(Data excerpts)
++++++++
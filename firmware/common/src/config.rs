//! Board configuration.
//!
//! Everything that differs between the two firmware flavors lives in one
//! [`BoardConfig`] built once at startup: panel geometry and init options,
//! banner text, the periodic task set and how it is run.
//!
//! | Preset            | Heartbeats                       | Page cycle | Run mode            |
//! |-------------------|----------------------------------|------------|---------------------|
//! | `single_loop()`   | #0 every 5000 ms                 | 5000 ms    | one loop, 5000 ms   |
//! | `concurrent()`    | #0 every 5000 ms, #1 phase 2500  | 5000 ms    | one task per entry  |

use crate::scenes::Banner;
use crate::schedule::{Activity, RunMode, ScheduleError, TaskSchedule, TaskSet};
use crate::sprites::PULSE_FRAME_DELAY_MS;
use crate::st7789::PanelConfig;

/// Heartbeat and page period shared by both presets.
pub const HEARTBEAT_PERIOD_MS: u32 = 5000;

/// Startup phase of the second heartbeat in the concurrent preset.
pub const HEARTBEAT_PHASE_MS: u32 = 2500;

/// Panel framebuffer width.
pub const LCD_WIDTH: usize = 240;

/// Panel framebuffer height.
pub const LCD_HEIGHT: usize = 135;

#[derive(Debug, Clone)]
pub struct BoardConfig {
    pub panel: PanelConfig,
    pub banner: Banner,
    pub tasks: TaskSet,
    pub mode: RunMode,
    /// Delay after each animation frame.
    pub frame_delay_ms: u32,
}

impl BoardConfig {
    /// One cooperative loop: heartbeat, page render and console poll each tick.
    pub fn single_loop() -> Result<Self, ScheduleError> {
        let every = TaskSchedule::every(HEARTBEAT_PERIOD_MS)?;
        let tasks = TaskSet::new().with(Activity::Heartbeat(0), every)?.with(Activity::PageCycle, every)?;

        Ok(Self {
            panel: PanelConfig::GEEK_1IN14,
            banner: Banner::BARE_METAL,
            tasks,
            mode: RunMode::SingleLoop { tick_ms: HEARTBEAT_PERIOD_MS },
            frame_delay_ms: PULSE_FRAME_DELAY_MS,
        })
    }

    /// Independent tasks: two interleaved heartbeats and the page cycle.
    pub fn concurrent() -> Result<Self, ScheduleError> {
        let every = TaskSchedule::every(HEARTBEAT_PERIOD_MS)?;
        let phased = TaskSchedule::new(HEARTBEAT_PERIOD_MS, HEARTBEAT_PHASE_MS)?;
        let tasks = TaskSet::new()
            .with(Activity::Heartbeat(0), every)?
            .with(Activity::Heartbeat(1), phased)?
            .with(Activity::PageCycle, every)?;

        Ok(Self {
            panel: PanelConfig::GEEK_1IN14,
            banner: Banner::RTOS,
            tasks,
            mode: RunMode::Concurrent,
            frame_delay_ms: PULSE_FRAME_DELAY_MS,
        })
    }

    /// Override the panel's rotation and inversion.
    #[must_use]
    pub fn with_panel_options(
        mut self,
        rotate_180: bool,
        invert: bool,
    ) -> Self {
        self.panel.rotate_180 = rotate_180;
        self.panel.invert = invert;
        self
    }

    /// Number of heartbeat entries.
    pub fn heartbeat_count(&self) -> usize { self.tasks.heartbeats().count() }
}

// =============================================================================
// Unit Tests
// =============================================================================

#[cfg(test)]
mod tests {
    use super::*;

    #[test]
    fn test_panel_matches_framebuffer_size() {
        let panel = PanelConfig::GEEK_1IN14;
        assert_eq!(panel.width as usize, LCD_WIDTH);
        assert_eq!(panel.height as usize, LCD_HEIGHT);
    }

    #[test]
    fn test_single_loop_preset() {
        let config = BoardConfig::single_loop().unwrap();
        assert_eq!(config.mode, RunMode::SingleLoop { tick_ms: 5000 });
        assert_eq!(config.heartbeat_count(), 1);
        assert_eq!(config.tasks.page_cycle().map(|t| t.schedule.period_ms()), Some(5000));
        assert_eq!(config.banner, Banner::BARE_METAL);
        assert_eq!(config.frame_delay_ms, 160);
    }

    #[test]
    fn test_concurrent_preset() {
        let config = BoardConfig::concurrent().unwrap();
        assert_eq!(config.mode, RunMode::Concurrent);
        assert_eq!(config.heartbeat_count(), 2);

        let phases: Vec<(u8, u32)> = config.tasks.heartbeats().map(|(id, s)| (id, s.phase_ms())).collect();
        assert_eq!(phases, vec![(0, 0), (1, 2500)]);
        assert_eq!(config.banner.lines[1], "Embassy LCD demo");
    }

    #[test]
    fn test_panel_options_override() {
        let config = BoardConfig::single_loop().unwrap().with_panel_options(false, false);
        assert!(!config.panel.rotate_180);
        assert!(!config.panel.invert);
        assert_eq!(config.panel.x_offset, 40);
    }
}
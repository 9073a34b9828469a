//! Emulated ST7789 controller.
//!
//! Sits where the SPI transport would be and interprets the byte stream the
//! driver sends: commands on DC low, parameters and pixels on DC high, all
//! ignored unless chip-select is asserted. `RAMWR` pixels land in a
//! [`SimulatorDisplay`] at controller coordinates minus the glass offsets, and
//! every time the write cursor wraps past the end of the window a frame is
//! counted (and optionally saved as a PNG).

use std::path::PathBuf;

use embedded_graphics::pixelcolor::Rgb565;
use embedded_graphics::pixelcolor::raw::RawU16;
use embedded_graphics::prelude::*;
use embedded_graphics_simulator::{OutputSettings, OutputSettingsBuilder, SimulatorDisplay};
use geek_lcd_common::PanelConfig;
use geek_lcd_common::st7789::{CASET, COLMOD, DISPON, INVOFF, INVON, MADCTL, RAMWR, RASET, SLPOUT};
use geek_lcd_common::transport::Transport;

/// Controller-space address window, inclusive on both ends.
#[derive(Debug, Clone, Copy, PartialEq, Eq)]
pub struct Window {
    pub x0: u16,
    pub y0: u16,
    pub x1: u16,
    pub y1: u16,
}

pub struct EmulatedPanel {
    display: SimulatorDisplay<Rgb565>,
    x_offset: u16,
    y_offset: u16,

    selected: bool,
    is_data: bool,
    command: Option<u8>,
    params: Vec<u8>,

    window: Window,
    cursor: (u16, u16),
    pending_high: Option<u8>,

    madctl: u8,
    colmod: u8,
    inverted: bool,
    awake: bool,
    display_on: bool,

    frames: u32,
    out_dir: Option<PathBuf>,
    output_settings: OutputSettings,
}

impl EmulatedPanel {
    pub fn new(panel: &PanelConfig) -> Self {
        let x1 = panel.x_offset + panel.width - 1;
        let y1 = panel.y_offset + panel.height - 1;
        Self {
            display: SimulatorDisplay::new(Size::new(u32::from(panel.width), u32::from(panel.height))),
            x_offset: panel.x_offset,
            y_offset: panel.y_offset,
            selected: false,
            is_data: false,
            command: None,
            params: Vec::with_capacity(4),
            window: Window { x0: panel.x_offset, y0: panel.y_offset, x1, y1 },
            cursor: (panel.x_offset, panel.y_offset),
            pending_high: None,
            madctl: 0,
            colmod: 0,
            inverted: false,
            awake: false,
            display_on: false,
            frames: 0,
            out_dir: None,
            output_settings: OutputSettingsBuilder::new().scale(2).build(),
        }
    }

    /// Save every completed frame as `frame_NNNN.png` under `dir`.
    #[must_use]
    pub fn with_png_output(
        mut self,
        dir: PathBuf,
    ) -> Self {
        self.out_dir = Some(dir);
        self
    }

    pub fn frames(&self) -> u32 { self.frames }

    pub fn window(&self) -> Window { self.window }

    pub fn madctl(&self) -> u8 { self.madctl }

    pub fn colmod(&self) -> u8 { self.colmod }

    pub fn is_inverted(&self) -> bool { self.inverted }

    /// Out of sleep and display on.
    pub fn is_running(&self) -> bool { self.awake && self.display_on }

    /// Visible pixel at glass coordinates.
    pub fn pixel(
        &self,
        x: i32,
        y: i32,
    ) -> Rgb565 {
        self.display.get_pixel(Point::new(x, y))
    }

    fn begin_command(
        &mut self,
        command: u8,
    ) {
        self.command = Some(command);
        self.params.clear();
        self.pending_high = None;

        match command {
            SLPOUT => self.awake = true,
            INVON => self.inverted = true,
            INVOFF => self.inverted = false,
            DISPON => self.display_on = true,
            RAMWR => self.cursor = (self.window.x0, self.window.y0),
            CASET | RASET | MADCTL | COLMOD => {}
            other => log::debug!("Unhandled command 0x{other:02X}"),
        }
    }

    fn data_byte(
        &mut self,
        byte: u8,
    ) {
        match self.command {
            Some(RAMWR) => match self.pending_high.take() {
                None => self.pending_high = Some(byte),
                Some(high) => self.write_pixel(u16::from_be_bytes([high, byte])),
            },
            Some(CASET) => {
                self.params.push(byte);
                if let Some((start, end)) = address_pair(&self.params) {
                    self.window.x0 = start;
                    self.window.x1 = end;
                }
            }
            Some(RASET) => {
                self.params.push(byte);
                if let Some((start, end)) = address_pair(&self.params) {
                    self.window.y0 = start;
                    self.window.y1 = end;
                }
            }
            Some(MADCTL) => self.madctl = byte,
            Some(COLMOD) => self.colmod = byte,
            _ => log::trace!("Stray data byte 0x{byte:02X}"),
        }
    }

    fn write_pixel(
        &mut self,
        raw: u16,
    ) {
        let (cx, cy) = self.cursor;
        let x = i32::from(cx) - i32::from(self.x_offset);
        let y = i32::from(cy) - i32::from(self.y_offset);
        Pixel(Point::new(x, y), Rgb565::from(RawU16::new(raw))).draw(&mut self.display).ok();

        if cx < self.window.x1 {
            self.cursor.0 = cx + 1;
        } else if cy < self.window.y1 {
            self.cursor = (self.window.x0, cy + 1);
        } else {
            self.cursor = (self.window.x0, self.window.y0);
            self.frame_complete();
        }
    }

    fn frame_complete(&mut self) {
        self.frames += 1;
        log::debug!("Frame {} complete", self.frames);

        if let Some(dir) = &self.out_dir {
            let path = dir.join(format!("frame_{:04}.png", self.frames));
            if let Err(e) = self.display.to_rgb_output_image(&self.output_settings).save_png(&path) {
                log::warn!("Failed to save {}: {e}", path.display());
            }
        }
    }
}

/// Big-endian start/end pair once all four parameter bytes are in.
fn address_pair(params: &[u8]) -> Option<(u16, u16)> {
    match params {
        [s0, s1, e0, e1] => Some((u16::from_be_bytes([*s0, *s1]), u16::from_be_bytes([*e0, *e1]))),
        _ => None,
    }
}

impl Transport for EmulatedPanel {
    fn select(
        &mut self,
        active: bool,
    ) {
        self.selected = active;
    }

    fn set_data_mode(
        &mut self,
        is_data: bool,
    ) {
        self.is_data = is_data;
    }

    fn write(
        &mut self,
        bytes: &[u8],
    ) {
        if !self.selected {
            log::trace!("Dropped {} bytes written without chip-select", bytes.len());
            return;
        }
        for &byte in bytes {
            if self.is_data {
                self.data_byte(byte);
            } else {
                self.begin_command(byte);
            }
        }
    }
}

// =============================================================================
// Unit Tests
// =============================================================================

#[cfg(test)]
mod tests {
    use geek_lcd_common::colors::{BLACK, rgb565};
    use geek_lcd_common::st7789::{COLMOD_RGB565, madctl};
    use geek_lcd_common::{LcdFramebuffer, St7789};

    use super::*;
    use crate::hal::{SimClock, SimPin, StdDelay};

    fn driver() -> (St7789<EmulatedPanel, SimPin, SimPin, StdDelay>, SimPin) {
        let panel = PanelConfig::GEEK_1IN14;
        let bl = SimPin::new("BL", false);
        let delay = StdDelay::new(SimClock::new(u32::MAX));
        let lcd = St7789::new(EmulatedPanel::new(&panel), SimPin::new("RST", true), bl.clone(), delay, panel);
        (lcd, bl)
    }

    #[test]
    fn test_init_state() {
        let (mut lcd, bl) = driver();
        lcd.init_default();
        assert!(bl.is_high());

        let (panel, ..) = lcd.release();
        assert!(panel.is_running());
        assert!(panel.is_inverted());
        assert_eq!(panel.madctl(), madctl(true));
        assert_eq!(panel.colmod(), COLMOD_RGB565);
        assert_eq!(panel.window(), Window { x0: 40, y0: 52, x1: 279, y1: 186 });
        assert_eq!(panel.frames(), 0);
    }

    #[test]
    fn test_flush_lands_in_display() {
        let (mut lcd, _) = driver();
        lcd.init_default();

        let marker = rgb565(255, 128, 0);
        let mut fb = Box::new(LcdFramebuffer::new(BLACK));
        fb.set_pixel(0, 0, marker);
        fb.set_pixel(239, 134, marker);
        lcd.flush(&*fb);

        let (panel, ..) = lcd.release();
        assert_eq!(panel.frames(), 1);
        assert_eq!(panel.pixel(0, 0), marker);
        assert_eq!(panel.pixel(239, 134), marker);
        assert_eq!(panel.pixel(120, 60), BLACK);
    }

    #[test]
    fn test_each_flush_counts_one_frame() {
        let (mut lcd, _) = driver();
        lcd.init_default();
        let fb = Box::new(LcdFramebuffer::new(BLACK));
        for _ in 0..3 {
            lcd.flush(&*fb);
        }
        assert_eq!(lcd.release().0.frames(), 3);
    }

    #[test]
    fn test_writes_without_select_are_ignored() {
        let mut panel = EmulatedPanel::new(&PanelConfig::GEEK_1IN14);
        panel.set_data_mode(false);
        panel.write(&[INVON]);
        assert!(!panel.is_inverted());

        panel.select(true);
        panel.write(&[INVON]);
        panel.select(false);
        assert!(panel.is_inverted());
    }

    #[test]
    fn test_address_pair() {
        assert_eq!(address_pair(&[0x00, 0x28, 0x01, 0x17]), Some((40, 279)));
        assert_eq!(address_pair(&[0x00, 0x28]), None);
    }
}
++++++++
_Exercise prompt_
Where a line in the records above contains the word "SimPin", copy that line.

_Solution below_
    use crate::hal::{SimClock, SimPin, StdDelay};
    fn driver() -> (St7789<EmulatedPanel, SimPin, SimPin, StdDelay>, SimPin) {
        let bl = SimPin::new("BL", false);
        let lcd = St7789::new(EmulatedPanel::new(&panel), SimPin::new("RST", true), bl.clone(), delay, panel);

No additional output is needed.